──────── LISTED RECORDS ────────
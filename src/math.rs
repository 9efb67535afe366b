use nalgebra as na;
use num_traits::{Float, NumCast};

/// Least-squares fit of `y = a*x^2 + b*x + c`, returns `[a, b, c]`.
pub fn quadratic_ls<T: na::ComplexField + Float>(
    x: &na::DVector<T>,
    y: &na::DVector<T>,
) -> Option<na::Matrix3x1<T>> {
    if x.len() < 3 || x.len() != y.len() {
        return None;
    }

    let n: T = <T as NumCast>::from(x.len())?;

    let s_x1 = x.sum();
    let x2 = x.map(|x| x * x);
    let s_x2 = x2.sum();
    let x3 = x2.zip_map(x, |a, b| a * b);
    let s_x3 = x3.sum();
    let x4 = x3.zip_map(x, |a, b| a * b);
    let s_x4 = x4.sum();
    let s_x2y = x2.zip_map(y, |x, y| x * y).sum();
    let s_xy = x.zip_map(y, |x, y| x * y).sum();
    let s_y = y.sum();

    let a = na::Matrix3::new(s_x4, s_x3, s_x2, s_x3, s_x2, s_x1, s_x2, s_x1, n);
    let b = na::Matrix3x1::new(s_x2y, s_xy, s_y);

    let qr_result = a.qr();
    let qty = qr_result.q().transpose() * b;

    qr_result.r().solve_upper_triangular(&qty)
}

pub fn gauss(x: f32, c: f32) -> f32 {
    (-((x * x) / (2.0 * c * c))).exp()
}

#[inline(always)]
pub fn lerp(a: f32, b: f32, t: f32) -> f32 {
    a + (b - a) * t
}

#[inline]
pub fn ease_out_quad(t: f32) -> f32 {
    let t = t.clamp(0.0, 1.0);
    1.0 - (1.0 - t) * (1.0 - t)
}

pub fn cubic_bezier(
    p0: na::Point2<f32>,
    p1: na::Point2<f32>,
    p2: na::Point2<f32>,
    p3: na::Point2<f32>,
    s: f32,
) -> na::Point2<f32> {
    let u = 1.0 - s;
    let w0 = u * u * u;
    let w1 = 3.0 * u * u * s;
    let w2 = 3.0 * u * s * s;
    let w3 = s * s * s;

    na::Point2::from(p0.coords * w0 + p1.coords * w1 + p2.coords * w2 + p3.coords * w3)
}

pub fn median(values: &mut [f32]) -> Option<f32> {
    if values.is_empty() {
        return None;
    }

    values.sort_unstable_by(|a, b| a.total_cmp(b));
    let mid = values.len() / 2;

    if values.len() % 2 == 0 {
        Some((values[mid - 1] + values[mid]) * 0.5)
    } else {
        Some(values[mid])
    }
}

pub fn std_dev(values: &[f32]) -> f32 {
    if values.len() < 2 {
        return 0.0;
    }

    let n = values.len() as f32;
    let mean = values.iter().sum::<f32>() / n;
    let var = values.iter().map(|v| (v - mean) * (v - mean)).sum::<f32>() / n;

    var.sqrt()
}

#[cfg(test)]
mod tests {
    use super::*;
    use approx::assert_abs_diff_eq;

    #[test]
    fn quadratic_fit_recovers_parabola() {
        let xs: Vec<f64> = (0..10).map(|i| i as f64 * 0.1).collect();
        let ys: Vec<f64> = xs.iter().map(|x| 2.0 * x * x - 3.0 * x + 1.0).collect();

        let p = quadratic_ls(&na::DVector::from_vec(xs), &na::DVector::from_vec(ys)).unwrap();

        assert_abs_diff_eq!(p[0], 2.0, epsilon = 1e-6);
        assert_abs_diff_eq!(p[1], -3.0, epsilon = 1e-6);
        assert_abs_diff_eq!(p[2], 1.0, epsilon = 1e-6);
    }

    #[test]
    fn quadratic_fit_needs_three_points() {
        let x = na::DVector::from_vec(vec![0.0f64, 1.0]);
        assert!(quadratic_ls(&x, &x).is_none());
    }

    #[test]
    fn bezier_hits_endpoints() {
        let p0 = na::Point2::new(0.1, 0.9);
        let p3 = na::Point2::new(0.7, 0.6);
        let p1 = na::Point2::new(0.2, 0.3);
        let p2 = na::Point2::new(0.5, 0.2);

        assert_eq!(cubic_bezier(p0, p1, p2, p3, 0.0), p0);
        assert_eq!(cubic_bezier(p0, p1, p2, p3, 1.0), p3);
    }

    #[test]
    fn ease_out_is_front_loaded() {
        assert_abs_diff_eq!(ease_out_quad(0.0), 0.0);
        assert_abs_diff_eq!(ease_out_quad(1.0), 1.0);
        assert!(ease_out_quad(0.5) > 0.5);
    }

    #[test]
    fn median_even_and_odd() {
        assert_eq!(median(&mut [3.0, 1.0, 2.0]), Some(2.0));
        assert_eq!(median(&mut [4.0, 1.0, 2.0, 3.0]), Some(2.5));
        assert_eq!(median(&mut []), None);
    }
}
────────
EXERCISE OBJECTIVE ▸ Using the data above, show each line where "iter" occurs.

ANSWER FOR THE TASK ▸
    let mean = values.iter().sum::<f32>() / n;
    let var = values.iter().map(|v| (v - mean) * (v - mean)).sum::<f32>() / n;
        let ys: Vec<f64> = xs.iter().map(|x| 2.0 * x * x - 3.0 * x + 1.0).collect();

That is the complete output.